* [What you should do]:
When a line in the entries below contains the word "FxHashMap", copy that line.

*** Data in this exercise

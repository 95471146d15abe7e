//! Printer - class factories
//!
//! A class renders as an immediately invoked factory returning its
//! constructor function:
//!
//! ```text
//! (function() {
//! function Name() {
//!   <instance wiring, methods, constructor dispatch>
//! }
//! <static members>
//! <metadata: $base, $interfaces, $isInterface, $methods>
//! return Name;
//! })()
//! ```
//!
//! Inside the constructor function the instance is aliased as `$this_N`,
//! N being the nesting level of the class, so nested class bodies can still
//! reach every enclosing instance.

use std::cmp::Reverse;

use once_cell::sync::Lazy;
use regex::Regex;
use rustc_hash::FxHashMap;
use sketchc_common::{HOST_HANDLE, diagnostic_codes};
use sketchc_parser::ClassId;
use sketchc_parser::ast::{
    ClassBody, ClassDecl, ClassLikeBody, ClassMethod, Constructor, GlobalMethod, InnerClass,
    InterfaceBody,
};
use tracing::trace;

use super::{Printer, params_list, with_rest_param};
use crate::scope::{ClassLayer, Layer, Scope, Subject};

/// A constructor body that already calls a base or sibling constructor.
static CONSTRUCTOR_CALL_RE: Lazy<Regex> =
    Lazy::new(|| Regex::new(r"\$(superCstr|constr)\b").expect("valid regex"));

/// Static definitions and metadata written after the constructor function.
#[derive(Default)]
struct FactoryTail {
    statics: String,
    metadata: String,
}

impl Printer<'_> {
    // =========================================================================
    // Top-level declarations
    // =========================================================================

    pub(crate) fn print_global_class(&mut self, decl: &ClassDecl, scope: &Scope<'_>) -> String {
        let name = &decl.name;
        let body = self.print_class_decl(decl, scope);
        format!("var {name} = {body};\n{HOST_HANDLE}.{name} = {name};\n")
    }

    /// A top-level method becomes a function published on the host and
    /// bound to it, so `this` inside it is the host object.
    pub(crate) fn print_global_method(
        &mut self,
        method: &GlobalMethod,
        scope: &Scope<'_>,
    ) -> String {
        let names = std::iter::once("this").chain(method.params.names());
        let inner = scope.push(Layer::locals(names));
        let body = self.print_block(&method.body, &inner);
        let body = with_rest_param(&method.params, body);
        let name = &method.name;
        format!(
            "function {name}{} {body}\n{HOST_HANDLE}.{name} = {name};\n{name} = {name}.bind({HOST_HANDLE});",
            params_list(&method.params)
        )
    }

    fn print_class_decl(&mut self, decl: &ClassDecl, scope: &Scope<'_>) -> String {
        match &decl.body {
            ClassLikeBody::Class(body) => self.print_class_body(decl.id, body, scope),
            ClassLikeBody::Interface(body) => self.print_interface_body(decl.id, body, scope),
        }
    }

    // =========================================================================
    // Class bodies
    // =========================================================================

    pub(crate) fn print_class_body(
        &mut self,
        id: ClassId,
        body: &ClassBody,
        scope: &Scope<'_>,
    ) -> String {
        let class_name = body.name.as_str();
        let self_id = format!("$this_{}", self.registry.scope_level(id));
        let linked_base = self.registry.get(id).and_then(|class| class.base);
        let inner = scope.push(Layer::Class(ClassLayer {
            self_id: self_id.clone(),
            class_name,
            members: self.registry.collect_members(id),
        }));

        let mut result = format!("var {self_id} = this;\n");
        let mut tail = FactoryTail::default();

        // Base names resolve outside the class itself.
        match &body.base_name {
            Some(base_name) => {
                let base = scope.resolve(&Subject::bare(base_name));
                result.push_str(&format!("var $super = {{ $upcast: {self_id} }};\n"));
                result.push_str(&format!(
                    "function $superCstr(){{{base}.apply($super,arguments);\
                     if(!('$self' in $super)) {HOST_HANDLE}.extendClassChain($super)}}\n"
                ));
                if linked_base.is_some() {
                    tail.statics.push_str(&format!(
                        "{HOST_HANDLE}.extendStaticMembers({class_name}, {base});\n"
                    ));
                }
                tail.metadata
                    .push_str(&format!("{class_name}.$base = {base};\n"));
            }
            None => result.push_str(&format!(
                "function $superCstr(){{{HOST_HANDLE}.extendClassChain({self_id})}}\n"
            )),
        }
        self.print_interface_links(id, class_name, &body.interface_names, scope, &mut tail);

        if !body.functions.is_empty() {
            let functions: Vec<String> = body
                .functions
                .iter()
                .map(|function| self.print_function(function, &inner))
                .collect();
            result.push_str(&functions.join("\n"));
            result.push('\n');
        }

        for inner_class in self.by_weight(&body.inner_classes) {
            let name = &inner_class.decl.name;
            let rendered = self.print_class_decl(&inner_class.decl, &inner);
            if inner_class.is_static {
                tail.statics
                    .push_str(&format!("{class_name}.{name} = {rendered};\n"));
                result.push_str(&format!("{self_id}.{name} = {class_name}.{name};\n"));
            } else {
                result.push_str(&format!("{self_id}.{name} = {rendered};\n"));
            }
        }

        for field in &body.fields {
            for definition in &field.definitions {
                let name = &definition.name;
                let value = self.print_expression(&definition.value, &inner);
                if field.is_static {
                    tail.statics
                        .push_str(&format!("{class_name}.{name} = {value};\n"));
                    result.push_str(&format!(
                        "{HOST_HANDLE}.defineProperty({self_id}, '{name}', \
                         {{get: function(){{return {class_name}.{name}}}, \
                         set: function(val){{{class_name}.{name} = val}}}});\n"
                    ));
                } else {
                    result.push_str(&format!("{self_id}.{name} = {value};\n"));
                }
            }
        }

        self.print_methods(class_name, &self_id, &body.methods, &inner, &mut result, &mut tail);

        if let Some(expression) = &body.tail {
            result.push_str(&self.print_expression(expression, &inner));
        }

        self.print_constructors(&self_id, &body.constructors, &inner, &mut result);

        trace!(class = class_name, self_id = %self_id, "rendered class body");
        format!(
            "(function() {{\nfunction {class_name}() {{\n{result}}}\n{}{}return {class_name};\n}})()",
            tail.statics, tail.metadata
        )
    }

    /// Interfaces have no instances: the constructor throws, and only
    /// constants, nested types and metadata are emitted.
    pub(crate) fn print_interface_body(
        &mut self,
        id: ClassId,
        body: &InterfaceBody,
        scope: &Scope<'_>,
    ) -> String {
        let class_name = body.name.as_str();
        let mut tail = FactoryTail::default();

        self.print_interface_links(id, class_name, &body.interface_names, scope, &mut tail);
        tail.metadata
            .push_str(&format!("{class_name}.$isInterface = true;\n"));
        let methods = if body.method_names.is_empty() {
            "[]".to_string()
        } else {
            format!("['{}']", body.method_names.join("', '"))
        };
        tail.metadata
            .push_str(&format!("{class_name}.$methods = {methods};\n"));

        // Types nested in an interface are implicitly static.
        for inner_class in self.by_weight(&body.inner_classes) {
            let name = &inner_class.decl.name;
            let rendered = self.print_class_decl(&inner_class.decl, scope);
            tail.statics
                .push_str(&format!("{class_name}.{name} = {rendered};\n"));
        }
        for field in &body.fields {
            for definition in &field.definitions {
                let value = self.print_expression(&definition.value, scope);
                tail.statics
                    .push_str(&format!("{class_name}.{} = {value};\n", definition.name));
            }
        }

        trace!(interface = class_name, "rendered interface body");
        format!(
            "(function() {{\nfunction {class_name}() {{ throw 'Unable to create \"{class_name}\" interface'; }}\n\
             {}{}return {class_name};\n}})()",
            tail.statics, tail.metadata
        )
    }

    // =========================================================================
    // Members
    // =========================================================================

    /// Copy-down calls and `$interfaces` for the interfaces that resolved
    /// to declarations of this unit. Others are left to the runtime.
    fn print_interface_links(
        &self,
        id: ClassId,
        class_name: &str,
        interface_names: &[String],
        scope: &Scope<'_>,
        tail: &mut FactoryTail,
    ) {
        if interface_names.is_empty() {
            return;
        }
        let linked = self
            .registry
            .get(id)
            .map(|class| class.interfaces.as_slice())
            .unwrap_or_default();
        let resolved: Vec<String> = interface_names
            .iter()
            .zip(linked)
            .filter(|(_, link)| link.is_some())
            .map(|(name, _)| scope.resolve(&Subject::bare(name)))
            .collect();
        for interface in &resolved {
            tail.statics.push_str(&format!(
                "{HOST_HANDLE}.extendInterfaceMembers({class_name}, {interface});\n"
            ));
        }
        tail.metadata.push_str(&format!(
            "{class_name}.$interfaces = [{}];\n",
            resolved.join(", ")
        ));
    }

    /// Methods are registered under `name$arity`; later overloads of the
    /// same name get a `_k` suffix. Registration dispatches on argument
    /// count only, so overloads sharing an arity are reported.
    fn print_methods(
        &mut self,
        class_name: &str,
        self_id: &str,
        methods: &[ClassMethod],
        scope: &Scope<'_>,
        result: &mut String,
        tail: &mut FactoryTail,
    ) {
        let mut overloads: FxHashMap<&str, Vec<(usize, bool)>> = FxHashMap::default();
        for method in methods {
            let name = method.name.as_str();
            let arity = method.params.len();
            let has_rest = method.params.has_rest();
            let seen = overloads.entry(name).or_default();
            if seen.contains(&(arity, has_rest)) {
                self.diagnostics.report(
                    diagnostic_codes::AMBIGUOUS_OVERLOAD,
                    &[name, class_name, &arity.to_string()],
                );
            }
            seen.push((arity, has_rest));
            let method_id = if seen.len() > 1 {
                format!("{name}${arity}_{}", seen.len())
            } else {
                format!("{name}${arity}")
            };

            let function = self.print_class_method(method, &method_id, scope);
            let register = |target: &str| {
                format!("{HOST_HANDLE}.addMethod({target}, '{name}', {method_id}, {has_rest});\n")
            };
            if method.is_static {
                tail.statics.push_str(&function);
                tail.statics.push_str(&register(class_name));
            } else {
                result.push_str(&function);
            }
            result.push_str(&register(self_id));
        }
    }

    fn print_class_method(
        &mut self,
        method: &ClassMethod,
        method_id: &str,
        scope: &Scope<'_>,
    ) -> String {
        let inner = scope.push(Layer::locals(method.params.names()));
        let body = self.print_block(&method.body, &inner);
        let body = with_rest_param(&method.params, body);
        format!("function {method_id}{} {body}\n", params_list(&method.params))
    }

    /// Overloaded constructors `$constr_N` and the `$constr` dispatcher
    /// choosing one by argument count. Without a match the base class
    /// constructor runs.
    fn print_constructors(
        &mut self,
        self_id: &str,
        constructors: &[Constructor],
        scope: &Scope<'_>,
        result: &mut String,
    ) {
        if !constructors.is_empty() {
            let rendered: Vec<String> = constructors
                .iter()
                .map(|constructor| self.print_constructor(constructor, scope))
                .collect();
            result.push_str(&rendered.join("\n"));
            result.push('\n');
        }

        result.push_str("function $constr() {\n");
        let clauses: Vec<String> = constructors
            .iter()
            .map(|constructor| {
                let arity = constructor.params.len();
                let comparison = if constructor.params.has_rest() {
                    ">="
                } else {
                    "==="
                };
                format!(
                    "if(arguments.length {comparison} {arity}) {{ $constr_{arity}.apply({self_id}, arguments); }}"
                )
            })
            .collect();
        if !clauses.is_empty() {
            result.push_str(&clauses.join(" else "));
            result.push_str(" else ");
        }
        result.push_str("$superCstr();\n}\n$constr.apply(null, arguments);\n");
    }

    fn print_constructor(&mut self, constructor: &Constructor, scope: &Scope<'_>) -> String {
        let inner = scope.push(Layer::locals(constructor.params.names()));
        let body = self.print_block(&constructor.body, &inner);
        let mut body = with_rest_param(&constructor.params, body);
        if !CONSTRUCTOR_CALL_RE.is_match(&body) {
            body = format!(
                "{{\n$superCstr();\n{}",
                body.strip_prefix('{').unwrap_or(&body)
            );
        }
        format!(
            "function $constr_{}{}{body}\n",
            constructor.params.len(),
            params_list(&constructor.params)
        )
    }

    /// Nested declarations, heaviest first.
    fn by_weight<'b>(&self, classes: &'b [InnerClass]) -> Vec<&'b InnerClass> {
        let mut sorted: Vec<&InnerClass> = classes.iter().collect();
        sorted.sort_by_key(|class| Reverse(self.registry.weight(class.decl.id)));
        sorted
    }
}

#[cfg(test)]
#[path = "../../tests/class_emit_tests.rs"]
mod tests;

******

* [Result for this exercise]:
use rustc_hash::FxHashMap;
        let mut overloads: FxHashMap<&str, Vec<(usize, bool)>> = FxHashMap::default();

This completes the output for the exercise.